Task input:
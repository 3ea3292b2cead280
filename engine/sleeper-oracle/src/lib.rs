//! Sleeper value oracle
//!
//! A reference [`valuation_engine::ValueOracle`] implementation backed by
//! the public Sleeper player catalog. The catalog is fetched once and
//! lookups are served from memory; any miss surfaces as an error so the
//! value source degrades to its heuristic for that player.

pub mod client;
pub mod config;

pub use client::{SleeperOracle, SleeperOracleError, SleeperPlayerRecord};
pub use config::SleeperOracleConfig;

Your objective: Your reply should contain every entry, repeated exactly.

Task result:
repository 3ea3292b2cead280
filename engine/sleeper-oracle/src/lib.rs
//! Sleeper value oracle
//!
//! A reference [`valuation_engine::ValueOracle`] implementation backed by
//! the public Sleeper player catalog. The catalog is fetched once and
//! lookups are served from memory; any miss surfaces as an error so the
//! value source degrades to its heuristic for that player.

pub mod client;
pub mod config;

pub use client::{SleeperOracle, SleeperOracleError, SleeperPlayerRecord};
pub use config::SleeperOracleConfig;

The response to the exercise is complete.